Badass female protagonists are the new black when it comes to television shows. A trend which had its roots in TNT’s The Closer and Fox’s Bones—smart, capable female crimestoppers are ruling the airwaves both on network and cable television.
With premiere week upon us, one can see more powerful women in CW’s Nikita, a remake of the cult classic starring Bridget Fonda so many years ago. Other fresh female faces of force make themselves known through Annie Frost (nice name), the badass US Marshal who, in the opening scenes of the pilot episode of Chase, single-handedly takes down and cuffs a fugitive. Returning to us this fall is Castle’s homocide cop Kate Beckett, the ice queen who’s followed around longingly by the boyish Nathan Fillion, a playful foil to the serious Beckett.
Chase joins TNT’s Rizzoli and Isles, another chick-cops are cool babefest, which is brought to you by the ghosts of Cagney and Lacey past and Annie Walker, the below-the-radar hottie CIA spy who sometimes unwittingly outsmarts and outmuscles the bad guys in USA’s Covert Affairs.
Smart, policey-gals are everywhere, sometimes following protocol, sometimes breaking the rules, always winning the fight against evil, and always looking good while doing so. I’m delighted and dismayed (dambivalent) at these heroines: glad cuz they’re always on the right side, trying to do the right thing; unglad cuz they’re perfect size fours who can run in heels.
Then there’s Holly Hunter. You might remember her from such films as Raising Arizona, O Brother Where Art Thou, Home for the Holidays, and The Incredibles. But for three years, TNT did a brave thing: it cast Holly Hunter in the role of Oklahoma City Detective Grace Hanadarko, a crimestopper with all the serious flaws her name suggests. Where she excels in her professional life she fails in her personal life. She’s got a guardian angel to guide her, but episode after episode she continues on the same destructive pattern of drinking too much, smoking too much, hating too much, and sleeping with a married man. The show has explicit sexual content and can be very violent, which is a nice change from the can’t-get-a-date (too-busy-too-cold-too-emotionally-unavailable) stereotype of television female crimestoppers who leap tall buildings in a single bound without breaking a heel.

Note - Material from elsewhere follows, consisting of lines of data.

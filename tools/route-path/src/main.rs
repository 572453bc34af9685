// Print SVG path data for a route polyline.
//
// Usage:
//   route-path [--clip x1,y1,x2,y2] [--outer] [--strict-tail] x,y x,y [x,y ...]

use route_spline::basics::{PointI, RectI};
use route_spline::{ClipMode, SplineBuilder, SvgPathWriter};
use std::process;

struct Options {
    clip: Option<RectI>,
    mode: ClipMode,
    strict_tail: bool,
    points: Vec<PointI>,
}

fn main() {
    let args: Vec<String> = std::env::args().skip(1).collect();
    let opts = match parse_args(&args) {
        Ok(opts) => opts,
        Err(msg) => {
            eprintln!("Error: {}", msg);
            print_usage();
            process::exit(1);
        }
    };

    let mut builder = SplineBuilder::new();
    builder.set_clip_cubic_tail(opts.strict_tail);

    let mut out = SvgPathWriter::new();
    let n = opts.points.len();
    let result = match opts.clip {
        Some(rect) => builder.build_clipped_spline(&mut out, &rect, &opts.points, 0, n, opts.mode),
        None => builder.build_spline(&mut out, &opts.points, 0, n),
    };
    if let Err(e) = result {
        eprintln!("Error: {}", e);
        process::exit(1);
    }
    println!("{}", out.as_str());
}

fn print_usage() {
    eprintln!("route-path - SVG path data for a transit route polyline");
    eprintln!();
    eprintln!("Usage:");
    eprintln!("  route-path [--clip x1,y1,x2,y2] [--outer] [--strict-tail] x,y x,y [x,y ...]");
    eprintln!();
    eprintln!("  --clip x1,y1,x2,y2   Only draw pieces touching this rectangle.");
    eprintln!("  --outer              With --clip, draw pieces clear of the rectangle instead.");
    eprintln!("  --strict-tail        Also test the last segment of a 4-point run.");
}

fn parse_args(args: &[String]) -> Result<Options, String> {
    let mut opts = Options {
        clip: None,
        mode: ClipMode::Inner,
        strict_tail: false,
        points: Vec::new(),
    };

    let mut i = 0;
    while i < args.len() {
        match args[i].as_str() {
            "--clip" => {
                i += 1;
                let value = args.get(i).ok_or("--clip needs x1,y1,x2,y2")?;
                let v = parse_ints(value, 4)?;
                let mut rect = RectI::new(v[0], v[1], v[2], v[3]);
                rect.normalize();
                opts.clip = Some(rect);
            }
            "--outer" => opts.mode = ClipMode::Outer,
            "--strict-tail" => opts.strict_tail = true,
            arg if arg.starts_with("--") => return Err(format!("Unknown option: {}", arg)),
            arg => {
                let v = parse_ints(arg, 2)?;
                opts.points.push(PointI::new(v[0], v[1]));
            }
        }
        i += 1;
    }

    if opts.mode == ClipMode::Outer && opts.clip.is_none() {
        return Err("--outer requires --clip".to_string());
    }
    Ok(opts)
}

fn parse_ints(s: &str, n: usize) -> Result<Vec<i32>, String> {
    let v = s
        .split(',')
        .map(|p| p.trim().parse::<i32>())
        .collect::<Result<Vec<_>, _>>()
        .map_err(|_| format!("Invalid integer list: {}", s))?;
    if v.len() != n {
        return Err(format!("Expected {} comma-separated integers: {}", n, s));
    }
    Ok(v)
}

Detective Hanadarko is a woman in crisis, constant crisis, and needs the protection and guidance of her guardian angel. And yet she’s still very good at her job.
Alas, after four seasons TNT has pulled the drama, and we’re left with crimestopping females (cool!) with perfect hair, perfect nails, perfect bodies, and a strict moral code (uncool…). We need imperfects like Hanadarko around to remind us it’s ok to be a mess.
Just as long as you’re trying.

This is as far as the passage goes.